My daughter was starting to get her mom back. My business came back to life, and I added freelance writing back into my life as well (I did some of it a decade ago). I started writing for publications such as BabyGaga.

The light was finally peeking through which I never thought was possible before. My son was also finally starting to do better, move forward, and he has been much, much happier! He will never be completely independent, but he has a future, there is hope of some kind. Whereas if he stayed at home, he would have not been able to contribute anything to society at all.

I finally began to get a hold of my mental health. I have depression, I will not be free from it because it is an illness that needs to be taken more seriously. But I am in therapy and have been for a while, and I am in control of it. It is not controlling me as it did when I was severely burned out.

However, I am also not oblivious to the fact that as the new decade approaches, there will be a whole net set of challenges waiting for me.

I am not getting younger, and neither are my parents. Since they are in their early 70s now, guess what I am expecting to happen later this decade. I will need to start looking after their well-being. However, at the same time, I am not naturally a caregiver. They are aware of this. I will make sure they get the right care if needed even though I will not do anything physically. They don’t expect me to. Even so, it will be a stressor, but I am expecting it.

That is what makes it different. I had hoped last decade, that my son would improve as he got older. But the opposite happened. It was not just physically hard but it was disheartening.

However, he is in a good place now, and I am here to advocate for other parents who are in the shoes that I was in this past decade. They receive unfair judgment. They are constantly thrown under the bus. Their voices are ignored. It is time they need to be heard. This is why I created this new site https://special-needs-parents-lives-matter.com!

This will not be another blog sharing platitudes for special needs parents how they must find time for self-care (that is a big joke), or tell them to be positive no matter how stressed they are.

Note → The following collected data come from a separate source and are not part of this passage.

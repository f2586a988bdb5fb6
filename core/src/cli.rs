use std::fmt::Write;

use crate::ranking::leaderboard_at;
use crate::report::{format_lap_time, RaceReport};
use crate::types::CompetitorDirectory;

/// Tekstrapport: pall + stilling på siste runde.
pub fn render_race_report(report: &RaceReport, directory: &CompetitorDirectory) -> String {
    let mut out = String::new();

    let _ = writeln!(out, "--- Race Simulation ({} laps) ---", report.num_laps);
    if !report.has_data() {
        let _ = writeln!(out, "Insufficient historical data for a simulation.");
        return out;
    }
    let _ = writeln!(
        out,
        "Competitors: {}  Simulated laps: {}",
        report.competitors, report.simulated_laps
    );

    let _ = writeln!(out, "Podium:");
    for row in &report.podium {
        let _ = writeln!(
            out,
            "  P{} {:<6} {:<20} final {}  best {}",
            row.entry.rank,
            row.name,
            row.team,
            format_lap_time(row.entry.final_lap_time),
            format_lap_time(row.entry.best_lap_overall),
        );
    }

    let final_lap = report
        .positions
        .iter()
        .map(|p| p.lap_number)
        .max()
        .unwrap_or(report.num_laps);
    let _ = writeln!(out, "Leaderboard (lap {final_lap}):");
    for p in leaderboard_at(&report.positions, final_lap) {
        let info = directory.display_for(&p.competitor_id);
        let _ = writeln!(
            out,
            "  {:>2}. {:<6} {}",
            p.position,
            info.name,
            format_lap_time(p.lap_time)
        );
    }

    out
}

This blog will share the realities of what parents of children with severe or complex special needs go through on a day to day basis.

This will once and for all be something that will not be demeaning to them because face it, a lot of the stuff out there is very demeaning to special needs parents. And it will share the ugly realities that are often covered under the rug. I am all about removing stigmas as I have been advocating for mental health for that reason. Well, I am advocating for these parents too. I will be continuing to bust stigmas in 2020 and it appears I have a lot of work on my hands.